Perhaps today just isn’t going to be Thursday’s day. Join her on a truly breathtaking adventure, and find out for yourself. Fiction will never be the same again…

This has got to be one of the funnest, funniest and greatest books I have read. It is set in an alternative 1985 and literally explores novels and literature in a way I just cannot believe. Jasper Fforde has the ability to delve into the literary world with accuracy and consideration for every possible outcome and explanation. The story follows Thursday Next as she works on solving literary issues that arise in this surreal world of hers, and in her role as
a literary detective she is part of the team that keeps novels on track and when they are interrupted or, as it were, stolen.

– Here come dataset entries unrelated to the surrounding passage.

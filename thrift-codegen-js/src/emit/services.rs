//! Service files: the wrapper classes of every function, a promise-based
//! client and a processor dispatching to a handler object.

use thriftgen_ast::{Function, NamedType, Service};
use thriftgen_codegen::{
    Result,
    language::TypeMapper,
    plan::WriteMode,
    synthetic::{args_struct, args_struct_name, result_struct, result_struct_name},
    value::quoted,
};
use tracing::debug;

use super::{Export, JsEmitter};
use crate::naming::JS_NAMING;

impl JsEmitter<'_> {
    pub(super) fn emit_service(&mut self, service: &Service) -> Result<()> {
        debug!(service = %service.name, "rendering service file");
        let name = JS_NAMING.type_name(&service.name);

        self.header();
        self.service_requires(service);

        for function in &service.functions {
            self.emit_struct(
                &args_struct(service, function),
                WriteMode::Sequential,
                Export::Private,
            )?;
            if let Some(result) = result_struct(service, function) {
                self.emit_struct(&result, WriteMode::Exclusive, Export::Private)?;
            }
        }

        let client = format!("{}Client", name);
        let processor = format!("{}Processor", name);
        self.client(service, &client);
        self.processor(service, &processor);
        self.publish(&[client, processor]);
        Ok(())
    }

    fn service_requires(&mut self, service: &Service) {
        if !self.options.node {
            return;
        }
        self.blank();
        if let Some(parent) = &service.extends {
            let binding = parent_binding(parent);
            self.line(format!(
                "const {} = require(\"./{}\");",
                binding,
                JS_NAMING.file_name(&parent.name)
            ));
        }
        self.line(format!(
            "const ttypes = require(\"./{}\");",
            self.layout.types_module
        ));
        let layout = self.layout;
        for (binding, path) in &layout.requires {
            self.line(format!("const {} = require(\"{}\");", binding, path));
        }
    }

    /// Binding of the parent service's client or processor class.
    fn parent_class(&self, parent: &NamedType, role: &str) -> String {
        if self.options.node {
            format!("{}.{}", parent_binding(parent), role)
        } else {
            self.mapper().qualify(
                parent.program.as_deref(),
                &format!("{}{}", JS_NAMING.type_name(&parent.name), role),
            )
        }
    }

    fn extends_clause(&self, service: &Service, role: &str) -> String {
        match &service.extends {
            Some(parent) => format!(" extends {}", self.parent_class(parent, role)),
            None => String::new(),
        }
    }

    fn client(&mut self, service: &Service, client: &str) {
        let lhs = self.declare(client, Export::As("Client"));
        let extends = self.extends_clause(service, "Client");

        self.blank();
        self.doc(service.doc.as_deref());
        self.open(format!("{}class{} {{", lhs, extends));
        self.open("constructor(output, pClass) {");
        if service.extends.is_some() {
            self.line("super(output, pClass);");
        }
        self.line("this.output = output;");
        self.line("this.pClass = pClass;");
        self.line("this._seqid = 0;");
        self.line("this._reqs = {};");
        self.close("}");

        if service.extends.is_none() {
            self.blank();
            self.open("seqid() {");
            self.line("return this._seqid;");
            self.close("}");
            self.blank();
            self.open("new_seqid() {");
            self.line("return this._seqid += 1;");
            self.close("}");
        }

        for function in &service.functions {
            self.blank();
            self.client_call(function);
            self.blank();
            self.client_send(service, function);
            if !function.oneway {
                self.blank();
                self.client_recv(service, function);
            }
        }
        self.close("};");
    }

    fn jsdoc(&mut self, function: &Function) {
        let mapper = self.mapper();
        let mut lines: Vec<String> = function
            .doc
            .iter()
            .flat_map(|doc| doc.lines().map(str::to_string))
            .collect();
        for arg in &function.arguments {
            lines.push(format!(
                "@param {{{}}} {}",
                mapper.type_name(&arg.ty),
                JS_NAMING.safe_name(&arg.name)
            ));
        }
        lines.push(format!(
            "@returns {{Promise<{}>}}",
            mapper.type_name(&function.returns)
        ));
        self.out.push_doc_block(&lines.join("\n"));
    }

    fn client_call(&mut self, function: &Function) {
        let params = parameters(function);

        self.jsdoc(function);
        self.open(format!("{}({}) {{", function.name, params));
        self.line("this.new_seqid();");
        if function.oneway {
            self.line(format!("this.send_{}({});", function.name, params));
            self.line("return Promise.resolve();");
        } else {
            self.line("const self = this;");
            self.open("return new Promise((resolve, reject) => {");
            self.open("self._reqs[self.seqid()] = (error, result) => {");
            self.line("return error ? reject(error) : resolve(result);");
            self.close("};");
            self.line(format!("self.send_{}({});", function.name, params));
            self.close("});");
        }
        self.close("}");
    }

    fn client_send(&mut self, service: &Service, function: &Function) {
        let args_name = args_struct_name(&service.name, &function.name);
        let args_class = self.local_class(&JS_NAMING.type_name(&args_name));
        let fields: Vec<String> = function
            .arguments
            .iter()
            .map(|arg| format!("{}: {}", quoted(&arg.name), JS_NAMING.safe_name(&arg.name)))
            .collect();
        let message_type = if function.oneway { "ONEWAY" } else { "CALL" };

        self.open(format!(
            "send_{}({}) {{",
            function.name,
            parameters(function)
        ));
        self.line("const output = new this.pClass(this.output);");
        self.line(format!(
            "const args = new {}({{{}}});",
            args_class,
            fields.join(", ")
        ));
        self.open("try {");
        self.line(format!(
            "output.writeMessageBegin({}, Thrift.MessageType.{}, this.seqid());",
            quoted(&function.name),
            message_type
        ));
        self.line("args.write(output);");
        self.line("output.writeMessageEnd();");
        self.line("return this.output.flush();");
        self.out.push_dedent();
        self.open("} catch (e) {");
        self.line("delete this._reqs[this.seqid()];");
        self.open("if (typeof output.reset === \"function\") {");
        self.line("output.reset();");
        self.close("}");
        self.line("throw e;");
        self.close("}");
        self.close("}");
    }

    fn client_recv(&mut self, service: &Service, function: &Function) {
        let result_class = self
            .local_class(&JS_NAMING.type_name(&result_struct_name(&service.name, &function.name)));

        self.open(format!("recv_{}(input, mtype, rseqid) {{", function.name));
        self.line("const callback = this._reqs[rseqid] || function() {};");
        self.line("delete this._reqs[rseqid];");
        self.open("if (mtype == Thrift.MessageType.EXCEPTION) {");
        self.line("const x = new Thrift.TApplicationException();");
        self.line("x.read(input);");
        self.line("input.readMessageEnd();");
        self.line("return callback(x);");
        self.close("}");
        self.line(format!("const result = new {}();", result_class));
        self.line("result.read(input);");
        self.line("input.readMessageEnd();");

        for exception in &function.exceptions {
            self.open(format!("if (result.{} !== null) {{", exception.name));
            self.line(format!("return callback(result.{});", exception.name));
            self.close("}");
        }
        if function.returns.is_void() {
            self.line("return callback(null);");
        } else {
            self.open("if (result.success !== null) {");
            self.line("return callback(null, result.success);");
            self.close("}");
            self.line(format!(
                "return callback({});",
                quoted(&format!("{} failed: unknown result", function.name))
            ));
        }
        self.close("}");
    }

    fn processor(&mut self, service: &Service, processor: &str) {
        let lhs = self.declare(processor, Export::As("Processor"));
        let extends = self.extends_clause(service, "Processor");

        self.blank();
        self.open(format!("{}class{} {{", lhs, extends));
        self.open("constructor(handler) {");
        if service.extends.is_some() {
            self.line("super(handler);");
        }
        self.line("this._handler = handler;");
        self.close("}");

        if service.extends.is_none() {
            self.blank();
            self.dispatch();
        }

        for function in &service.functions {
            self.blank();
            self.process_function(service, function);
        }
        self.close("};");
    }

    /// `process`: route a call to its `process_<name>` method.
    fn dispatch(&mut self) {
        self.open("process(input, output) {");
        self.line("const r = input.readMessageBegin();");
        self.open("if (this[\"process_\" + r.fname]) {");
        self.line("return this[\"process_\" + r.fname].call(this, r.rseqid, input, output);");
        self.close("}");
        self.line("input.skip(Thrift.Type.STRUCT);");
        self.line("input.readMessageEnd();");
        self.line(
            "const x = new Thrift.TApplicationException(Thrift.TApplicationExceptionType.UNKNOWN_METHOD, \"Unknown function \" + r.fname);",
        );
        self.line("output.writeMessageBegin(r.fname, Thrift.MessageType.EXCEPTION, r.rseqid);");
        self.line("x.write(output);");
        self.line("output.writeMessageEnd();");
        self.line("output.flush();");
        self.close("}");
    }

    fn process_function(&mut self, service: &Service, function: &Function) {
        let args_name = args_struct_name(&service.name, &function.name);
        let args_class = self.local_class(&JS_NAMING.type_name(&args_name));
        let call_args: Vec<String> = function
            .arguments
            .iter()
            .map(|arg| format!("args.{}", arg.name))
            .collect();
        let call = format!("this._handler.{}({})", function.name, call_args.join(", "));
        let method = quoted(&function.name);

        self.open(format!("process_{}(seqid, input, output) {{", function.name));
        self.line(format!("const args = new {}();", args_class));
        self.line("args.read(input);");
        self.line("input.readMessageEnd();");

        if function.oneway {
            self.line(format!("{};", call));
            self.close("}");
            return;
        }

        let result_class = self
            .local_class(&JS_NAMING.type_name(&result_struct_name(&service.name, &function.name)));
        let (param, init) = if function.returns.is_void() {
            ("()", String::new())
        } else {
            ("success", "{\"success\": success}".to_string())
        };

        self.open(format!("Promise.resolve({}).then({} => {{", call, param));
        self.line(format!("const result = new {}({});", result_class, init));
        self.line(format!(
            "output.writeMessageBegin({}, Thrift.MessageType.REPLY, seqid);",
            method
        ));
        self.line("result.write(output);");
        self.line("output.writeMessageEnd();");
        self.line("output.flush();");
        self.out.push_dedent();
        self.open("}).catch(err => {");
        self.line("let result;");

        for (i, exception) in function.exceptions.iter().enumerate() {
            let class = self.mapper().type_name(&exception.ty);
            let condition = format!("err instanceof {}", class);
            if i == 0 {
                self.open(format!("if ({}) {{", condition));
            } else {
                self.out.push_dedent();
                self.open(format!("}} else if ({}) {{", condition));
            }
            self.line(format!(
                "result = new {}({{{}: err}});",
                result_class,
                quoted(&exception.name)
            ));
            self.line(format!(
                "output.writeMessageBegin({}, Thrift.MessageType.REPLY, seqid);",
                method
            ));
        }
        if !function.exceptions.is_empty() {
            self.out.push_dedent();
            self.open("} else {");
        }
        self.line(
            "result = new Thrift.TApplicationException(Thrift.TApplicationExceptionType.UNKNOWN, err.message);",
        );
        self.line(format!(
            "output.writeMessageBegin({}, Thrift.MessageType.EXCEPTION, seqid);",
            method
        ));
        if !function.exceptions.is_empty() {
            self.close("}");
        }
        self.line("result.write(output);");
        self.line("output.writeMessageEnd();");
        self.line("output.flush();");
        self.close("});");
        self.close("}");
    }
}

/// Node binding of a parent service module.
fn parent_binding(parent: &NamedType) -> String {
    JS_NAMING.safe_name(&parent.name)
}

fn parameters(function: &Function) -> String {
    function
        .arguments
        .iter()
        .map(|arg| JS_NAMING.safe_name(&arg.name))
        .collect::<Vec<_>>()
        .join(", ")
}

In this first adventure Jane Eyre is under threat and Thursday is trying to keep the story uninterrupted while chasing an old enemy through its pages. What was brilliant about this book is that even though I have read Jane Eyre, I spent so much time a little bit confused and trying to trust my own memories while I was being told something different. The fact that Fforde treats these literary characters as real people, very much like actors in a play, it is astounding and fascinating.

But despite the hype, Jane Eyre is not the only aspect of this novel and Fforde uses it to introduce us to this alternative world. There is a lot that is similar to the regular 1985 but there are certainly variations such as cloning, and the dodos, and the time travel being the big ones. It is not even as if the future has arrived early, there is just this ‘what if’ element that makes it a little science fictiony about ‘well what if the Crimean War was entering its one hundred and thirty-first year’, and ‘what if there was this agency that made sure all the literary characters behaved themselves and stopped Hamlet from chucking tantrums’. You know, little things like that.

When I read books of these nature a small but demanding part of me wishes that these things could really happen. There are enough quotes floating about from decades past and present that speak about how characters come alive in the reading but what this is, this was brilliant, I don’t know how many more ways I could say it. The quotes that can come out of this book alone are funny and clever and manage to suit all sorts of situations. Also, and I think this is terribly unfair of Fforde, is that with all these mentions of Shakespeare and oh, Great Expectations, you spend most of the time reading about Thursday and the other part thinking ‘oh I really want to read Great Expectations now’. So I offer one hearty angry fist shake at Mr Fforde for adding more books to my growing pile, and with the other shake his hand for showing me that stories can be whatever it is you want them to be and just let your mind write whatever bizarre things it thinks of- within reason of course…this is how bad literature is written. So if the idea of exploring classic and wonderful novels from absolutely new and exciting angles doesn’t get you in, then time travel, dodos, funny character names and the idea of being stuck in a Wordsworth poem should be enough to entice anybody to at least have a look. From the first few chapters I knew I would adore this series and certainly by the end of the book I wished upon all my wishes that we too could own Dodos.